**What needs to be done**:
Go over the data below and say how many lines hold the word "SeqCst". Only the number is needed.

◆ ◆ ◆ ◆ ◆ ◆ ◆

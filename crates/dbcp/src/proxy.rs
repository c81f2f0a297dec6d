//! Statement proxies.
//!
//! A [`StatementProxy`] wraps one pooled raw statement and implements the same
//! [`Statement`] trait, so a reused statement behaves like a fresh one:
//!
//! - `close` is logical and idempotent. A cache-managed statement goes back
//!   to the cache instead of being closed on the server.
//! - `is_closed` reports the logical state and never reaches the driver.
//! - every other operation fails with [`Error::Closed`] after close.
//! - `cancel` evicts the statement from the cache before forwarding, since a
//!   cancelled statement may be left in an indeterminate state.
//! - `execute*` calls are timed; slow ones are reported to the
//!   [`SlowQueryListener`].
//!
//! Use [`prepare_cached`] to obtain proxies through a [`StatementCache`].

use std::backtrace::Backtrace;
use std::future::Future;
use std::sync::Arc;
use std::sync::atomic::{AtomicBool, Ordering};
use std::time::Duration;

use async_trait::async_trait;
use tokio::time::Instant;

use crate::cache::StatementCache;
use crate::error::{Error, Result};
use crate::key::StatementKey;
use crate::listener::{ExceptionListener, SlowQuery, SlowQueryListener, TracingSlowQueryLog};
use crate::pool::PoolConfig;
use crate::slot::StatementSlot;
use crate::statement::{Connection, ExecuteOutcome, QueryResult, Statement, Value, to_sql_string};

// ---------------------------------------------------------------------------
// ProxySettings
// ---------------------------------------------------------------------------

/// Collaborators and execution-logging settings shared by proxies of a pool.
#[derive(Clone)]
pub struct ProxySettings {
    log_query_execution_longer_than_ms: i64,
    log_stack_trace: bool,
    slow_query_listener: Arc<dyn SlowQueryListener>,
    exception_listener: Option<Arc<dyn ExceptionListener>>,
}

impl ProxySettings {
    /// Settings taken from a pool configuration, logging via `tracing`.
    pub fn from_config(config: &PoolConfig) -> Self {
        Self {
            log_query_execution_longer_than_ms: config.log_query_execution_longer_than_ms,
            log_stack_trace: config.log_stack_trace_for_long_query_execution,
            slow_query_listener: Arc::new(TracingSlowQueryLog::for_pool(config.name.clone())),
            exception_listener: None,
        }
    }

    /// Report slow executions taking at least `threshold_ms`; negative disables.
    pub fn with_log_threshold_ms(mut self, threshold_ms: i64) -> Self {
        self.log_query_execution_longer_than_ms = threshold_ms;
        self
    }

    /// Attach a backtrace of the caller to slow execution records.
    pub fn with_stack_trace(mut self, enabled: bool) -> Self {
        self.log_stack_trace = enabled;
        self
    }

    /// Replace the slow execution listener.
    pub fn with_slow_query_listener(mut self, listener: Arc<dyn SlowQueryListener>) -> Self {
        self.slow_query_listener = listener;
        self
    }

    /// Report raw statement errors to `listener`.
    pub fn with_exception_listener(mut self, listener: Arc<dyn ExceptionListener>) -> Self {
        self.exception_listener = Some(listener);
        self
    }

    /// The slow execution threshold, `None` when logging is disabled.
    pub fn log_threshold(&self) -> Option<Duration> {
        u64::try_from(self.log_query_execution_longer_than_ms)
            .ok()
            .map(Duration::from_millis)
    }
}

impl Default for ProxySettings {
    fn default() -> Self {
        Self::from_config(&PoolConfig::default())
    }
}

impl std::fmt::Debug for ProxySettings {
    fn fmt(&self, f: &mut std::fmt::Formatter<'_>) -> std::fmt::Result {
        f.debug_struct("ProxySettings")
            .field(
                "log_query_execution_longer_than_ms",
                &self.log_query_execution_longer_than_ms,
            )
            .field("log_stack_trace", &self.log_stack_trace)
            .field("exception_listener", &self.exception_listener.is_some())
            .finish_non_exhaustive()
    }
}

// ---------------------------------------------------------------------------
// Execution timing
// ---------------------------------------------------------------------------

/// Parameters bound to a timed execution, rendered only for slow calls.
#[derive(Clone, Copy)]
enum Bound<'a> {
    Params(&'a [Value]),
    Batch(&'a [Vec<Value>]),
}

/// Reports the execution on drop, so the observation is made whether the
/// call returns, fails, panics or is abandoned.
struct ExecutionTimer<'a> {
    started: Instant,
    threshold: Duration,
    sql: &'a str,
    bound: Bound<'a>,
    settings: &'a ProxySettings,
}

impl Drop for ExecutionTimer<'_> {
    fn drop(&mut self) {
        let elapsed = self.started.elapsed();
        if elapsed < self.threshold {
            return;
        }
        let sql = match self.bound {
            Bound::Params(params) => to_sql_string(self.sql, params),
            Bound::Batch(batch) => format!("{} -- Batch of {} parameter sets", self.sql, batch.len()),
        };
        let backtrace = self
            .settings
            .log_stack_trace
            .then(|| Backtrace::force_capture().to_string());
        self.settings
            .slow_query_listener
            .on_slow_query(&SlowQuery {
                sql,
                elapsed,
                backtrace,
            });
    }
}

// ---------------------------------------------------------------------------
// StatementProxy
// ---------------------------------------------------------------------------

/// Caller-facing handle for a pooled statement.
pub struct StatementProxy<S: Statement> {
    slot: Arc<StatementSlot<S>>,
    cache: Option<Arc<StatementCache<S>>>,
    settings: ProxySettings,
    logically_closed: AtomicBool,
}

impl<S: Statement> StatementProxy<S> {
    /// Wrap `slot`. Pass the cache the slot belongs to, if any.
    pub fn new(
        slot: Arc<StatementSlot<S>>,
        cache: Option<Arc<StatementCache<S>>>,
        settings: ProxySettings,
    ) -> Self {
        Self {
            slot,
            cache,
            settings,
            logically_closed: AtomicBool::new(false),
        }
    }

    /// The slot this proxy owns.
    pub fn slot(&self) -> &Arc<StatementSlot<S>> {
        &self.slot
    }

    /// The wrapped raw statement.
    pub fn target(&self) -> &Arc<S> {
        self.slot.statement()
    }

    fn ensure_open(&self) -> Result<()> {
        if self.logically_closed.load(Ordering::SeqCst) {
            return Err(Error::Closed {
                resource_type: std::any::type_name::<S>(),
            });
        }
        Ok(())
    }

    fn forward<T>(&self, result: Result<T>) -> Result<T> {
        if let (Err(error), Some(listener)) = (&result, &self.settings.exception_listener) {
            listener.on_exception(error);
        }
        result
    }

    async fn process_close(&self) -> Result<()> {
        if self.logically_closed.swap(true, Ordering::SeqCst) {
            return Ok(());
        }
        if self.cache.is_some() && self.slot.is_cache_managed() && self.slot.try_release() {
            return Ok(());
        }
        // Unmanaged, or evicted while we held it: no longer cache-resident.
        self.forward(self.target().close().await)
    }

    async fn process_cancel(&self) -> Result<()> {
        if let Some(cache) = &self.cache
            && cache.remove_statement(self.target()).is_some()
        {
            tracing::debug!(
                statement = std::any::type_name::<S>(),
                "Evicted cancelled statement from cache"
            );
        }
        self.forward(self.target().cancel().await)
    }

    async fn process_execute<T, F>(&self, bound: Bound<'_>, call: F) -> Result<T>
    where
        F: Future<Output = Result<T>>,
    {
        let sql = self.target().sql().unwrap_or_default();
        let _timer = self.settings.log_threshold().map(|threshold| ExecutionTimer {
            started: Instant::now(),
            threshold,
            sql,
            bound,
            settings: &self.settings,
        });
        self.forward(call.await)
    }
}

◆ ◆ ◆ ◆ ◆ ◆ ◆

**Solution to the problem**:
2